Álvaro Parente recupera até sétimo na Taça do Mundo

 

Álvaro Parente voltou a protagonizar uma prestação de ataque em Macau e terminou a Taça do Mundo FIA de GT num bom sétimo lugar, adoptando um ritmo forte sem que caísse nas armadilhas do exigente Circuito da Guia.

A arrancar de nono, o português sabia que teria uma tarefa bastante complicada pela frente, uma vez que sem velocidade de ponta, as possibilidades ganhar posições em pista seriam diminutas e teria que contar com os erros dos pilotos que se encontravam à sua frente para subir na classificação.
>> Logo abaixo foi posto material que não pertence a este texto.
//! Integration tests: load canonical schemas, edit the tree, validate, and write back.

use packet_schema::field::{CommandCase, FieldKind};
use packet_schema::{
    new_field, parse_schema, to_canonical, to_editing, validate, validate_schema, EditError,
    EngineConfig, FieldTree, FieldType, FlatEntry, Problem, Scalar,
};
use serde_json::json;

const TELEMETRY: &str = r#"
{
  "fields": [
    { "type": "MessageId", "id": "f_msg", "field_name": "msg_id", "byte_length": 2,
      "value_type": "UnsignedInt", "message_id_value": "0x10" },
    { "type": "UnsignedInt", "id": "f_n", "field_name": "n", "byte_length": "1" },
    { "type": "Array", "id": "f_items", "field_name": "items", "count_from_field": "n",
      "element": { "type": "SignedInt", "id": "f_item", "field_name": "item", "byte_length": 2 } },
    { "type": "Command", "id": "f_cmd", "field_name": "cmd", "base_type": "unsigned", "byte_length": 1,
      "cases": {
        "0x01": { "type": "Struct", "id": "f_ping", "field_name": "ping",
                  "fields": [ { "type": "Timestamp", "id": "f_ts", "field_name": "sent_at",
                                "byte_length": 4, "unit": "day-milliseconds" } ] },
        "0x02": { "type": "Padding", "id": "f_pad", "byte_length": 3 }
      } },
    { "type": "Checksum", "id": "f_crc", "field_name": "crc", "algorithm": "crc16-modbus",
      "byte_length": 2, "range_start_ref": "msg_id", "range_end_ref": "cmd" }
  ]
}
"#;

#[test]
fn test_load_and_validate_clean_schema() {
    let roots = parse_schema(TELEMETRY).expect("parse");
    assert_eq!(roots.len(), 5);
    let violations = validate_schema(&roots, &EngineConfig::default());
    assert!(violations.is_empty(), "{:?}", violations);
}

#[test]
fn test_unnamed_command_branch_gets_case_name() {
    let tree = FieldTree::new(parse_schema(TELEMETRY).expect("parse"));
    let pad = tree.find(&"f_pad".into()).expect("padding branch");
    assert_eq!(pad.name, "case_0x02");
    assert_eq!(pad.level, Some(1));
    assert_eq!(pad.parent_id.as_ref().map(|p| p.as_str()), Some("f_cmd"));
}

// Scenario 1: an empty packet (its root field list is the empty struct body).
#[test]
fn test_insert_into_empty_struct_at_index_zero() {
    let mut tree = FieldTree::default();
    let field = tree.create_field(FieldType::UnsignedInt);
    tree.insert_at_flat_index(0, field, None).expect("insert");
    let canonical = tree.to_canonical();
    let fields = canonical.as_array().expect("array");
    assert_eq!(fields.len(), 1);
    assert_eq!(fields[0]["field_name"], json!("unsignedInt1"));
    assert_eq!(fields[0]["byte_length"], json!(4));
}

#[test]
fn test_insert_into_nested_empty_struct_via_placeholder() {
    let s = new_field(FieldType::Struct).named("body");
    let sid = s.id.clone();
    let mut tree = FieldTree::new(vec![s]);
    // rows: [body, placeholder(body)]
    assert!(tree.flatten()[1].is_placeholder());
    let field = tree.create_field(FieldType::UnsignedInt);
    tree.insert_at_flat_index(1, field, None).expect("insert");

    let body = to_canonical(tree.find(&sid).expect("body"));
    let fields = body["fields"].as_array().expect("fields");
    assert_eq!(fields.len(), 1);
    assert_eq!(fields[0]["field_name"], json!("unsignedInt1"));
    assert_eq!(fields[0]["byte_length"], json!(4));
}

// Scenario 2
#[test]
fn test_array_length_conflict_is_single_violation() {
    let mut arr = new_field(FieldType::Array).named("samples");
    if let FieldKind::Array(a) = &mut arr.kind {
        a.count = Some(Scalar::Int(3));
        a.count_from_field = Some("n".into());
        a.element = Some(Box::new(new_field(FieldType::Float).named("sample")));
    }
    let violations = validate(&arr, "samples");
    assert_eq!(violations.len(), 1);
    assert_eq!(violations[0].path, "samples");
    assert!(violations[0].has(&Problem::LengthDefinitionConflict));
    assert!(violations[0]
        .labels()
        .contains(&"length definition conflict".to_string()));
}

// Scenario 3
#[test]
fn test_duplicate_command_key_is_rejected() {
    let cmd = new_field(FieldType::Command).named("cmd");
    let cid = cmd.id.clone();
    let mut tree = FieldTree::new(vec![cmd]);
    let a = tree.create_field(FieldType::Struct);
    tree.add_to_container(&cid, a, Some("0x01")).expect("first branch");
    let b = tree.create_field(FieldType::Struct);
    let err = tree.add_to_container(&cid, b, Some("0x01")).unwrap_err();
    assert!(matches!(err, EditError::DuplicateDiscriminant(ref k) if k == "0x01"));
    match &tree.find(&cid).expect("cmd").kind {
        FieldKind::Command(c) => assert_eq!(c.cases.len(), 1),
        other => panic!("unexpected kind {:?}", other),
    }
}

// Scenario 4
#[test]
fn test_legacy_min_max_becomes_value_range() {
    let legacy = json!({
        "type": "SignedInt",
        "field_name": "temperature",
        "byte_length": 2,
        "min_value": 0,
        "max_value": 100
    });
    let canonical = to_canonical(&to_editing(&legacy).expect("to_editing"));
    assert_eq!(canonical["value_range"], json!([{ "min": 0, "max": 100 }]));
    assert!(!canonical.contains_key("min_value"));
    assert!(!canonical.contains_key("max_value"));
}

// Scenario 5
#[test]
fn test_rename_to_name_of_array_element_is_rejected() {
    let mut arr = new_field(FieldType::Array).named("list");
    if let FieldKind::Array(a) = &mut arr.kind {
        a.count = Some(Scalar::Int(2));
        a.element = Some(Box::new(new_field(FieldType::UnsignedInt).named("entry")));
    }
    let deep = new_field(FieldType::UnsignedInt).named("deep");
    let deep_id = deep.id.clone();
    let mut level3 = new_field(FieldType::Struct).named("level3");
    let mut level2 = new_field(FieldType::Struct).named("level2");
    let mut level1 = new_field(FieldType::Struct).named("level1");
    if let FieldKind::Struct(s) = &mut level3.kind {
        s.fields.push(deep);
    }
    if let FieldKind::Struct(s) = &mut level2.kind {
        s.fields.push(level3);
    }
    if let FieldKind::Struct(s) = &mut level1.kind {
        s.fields.push(level2);
    }
    let mut tree = FieldTree::new(vec![arr, level1]);
    assert_eq!(tree.find(&deep_id).and_then(|n| n.level), Some(3));

    let err = tree.rename(&deep_id, "entry").unwrap_err();
    assert!(err.to_string().contains("name already exists"));
    assert_eq!(tree.find(&deep_id).map(|n| n.name.as_str()), Some("deep"));
}

#[test]
fn test_fix_writes_canonical_file() {
    let dir = tempfile::tempdir().expect("tempdir");
    let path = dir.path().join("packet.json");
    std::fs::write(&path, TELEMETRY).expect("write");

    let src = std::fs::read_to_string(&path).expect("read");
    let tree = FieldTree::new(parse_schema(&src).expect("parse"));
    let out = serde_json::to_string_pretty(&tree.to_canonical()).expect("json");
    std::fs::write(&path, &out).expect("write back");

    let reloaded = parse_schema(&std::fs::read_to_string(&path).expect("read")).expect("reparse");
    let again = FieldTree::new(reloaded);
    assert_eq!(again.to_canonical(), tree.to_canonical());
    // string-typed numbers were repaired on the way in
    assert_eq!(again.to_canonical()[1]["byte_length"], json!(1));
}

#[test]
fn test_command_drop_on_branch_row_routes_to_command() {
    let mut cmd = new_field(FieldType::Command).named("cmd");
    if let FieldKind::Command(c) = &mut cmd.kind {
        c.cases.push(CommandCase {
            key: "1".into(),
            field: new_field(FieldType::UnsignedInt).named("one"),
        });
    }
    let cid = cmd.id.clone();
    let mut tree = FieldTree::new(vec![cmd]);
    // row 1 is the existing branch
    let row = tree.flatten()[1].clone();
    assert!(matches!(row, FlatEntry::Field(ref f) if f.case_key.as_deref() == Some("1")));

    let two = tree.create_field(FieldType::Float);
    assert!(matches!(
        tree.insert_at_flat_index(1, two.clone(), None),
        Err(EditError::MissingDiscriminant)
    ));
    assert!(matches!(
        tree.insert_at_flat_index(1, two.clone(), Some("0x1")),
        Err(EditError::DuplicateDiscriminant(_))
    ));
    tree.insert_at_flat_index(1, two, Some("0x02")).expect("insert");
    assert_eq!(tree.find(&cid).map(|c| c.children().len()), Some(2));
}

#[test]
fn test_check_schema_fix_from_stdin_still_reports() {
    use std::io::Write;
    use std::process::{Command, Stdio};

    let mut child = Command::new(env!("CARGO_BIN_EXE_check_schema"))
        .arg("--fix")
        .stdin(Stdio::piped())
        .stdout(Stdio::piped())
        .stderr(Stdio::piped())
        .spawn()
        .expect("spawn check_schema");
    child
        .stdin
        .take()
        .expect("stdin")
        .write_all(
            br#"[{ "type": "Array", "field_name": "arr", "count": 2, "bytes_in_trailer": 4,
                   "element": { "type": "UnsignedInt", "field_name": "x", "byte_length": 1 } }]"#,
        )
        .expect("write stdin");
    let out = child.wait_with_output().expect("wait");

    assert_eq!(out.status.code(), Some(1));
    let fixed: serde_json::Value = serde_json::from_slice(&out.stdout).expect("stdout is the fixed JSON");
    assert_eq!(fixed[0]["field_name"], "arr");
    let stderr = String::from_utf8_lossy(&out.stderr);
    assert!(stderr.contains("length definition conflict"), "{}", stderr);
}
O arranque apresenta sempre a melhor forma subir posições e o piloto oficial da McLaren GT não deixou os seus créditos por mão alheias, evitando a carambola que aconteceu à sua frente na travagem para Lisboa, para subir três lugares.

O incidente acabou por dividir o pelotão em dois e, na liderança do segundo, Álvaro Parente rodou consistentemente nos limites, tentando compensar na zona da Montanha a falta de velocidade de ponta de que sofria na zona baixa.

Esta postura permitiu-lhe rodar em tempos muito próximos dos cinco primeiros e ser o mais rápido, por larga margem, no segundo sector – que correspondia à zona da Montanha. No entanto, a falta de velocidade de ponta imposta pelo BoP acabou por deixar o português desamparado quando foi atacado pelo seu perseguidor, concluindo a prova, que terminou antes da distância prevista devido a dois acidentes separados, no sétimo lugar.

“Foi a prova possível – aproveitei todas as oportunidades que se me apresentaram para subir lugares, o que fiz logo no arranque; e ataquei de princípio a fim. O McLaren 650S estava muito bom na Montanha, mas no primeiro e segundo sectores estivemos sempre expostos. Penso que o sétimo lugar é um bom resultado, seria difícil fazer melhor”, apontou Álvaro Parente.

Apesar de todas as dificuldades que enfrentou ao longo da Taça do Mundo FIA de GT, uma competição com diversas equipas e pilotos oficiais, o português mostrou-se satisfeito com o seu regresso a Macau, após onze anos. “Competir no Circuito da Guia é sempre especial, dado que é um traçado muito exigente e desafiante. Fruto de um BoP desequilibrado, não pudemos estar envolvidos na luta pela vitória, mas sabemos que temos o potencial para nos batermos pelas posições cimeiras, como demonstrámos na zona da Montanha, e espero regressar para o provar”, sublinhou o piloto oficial da McLaren GT.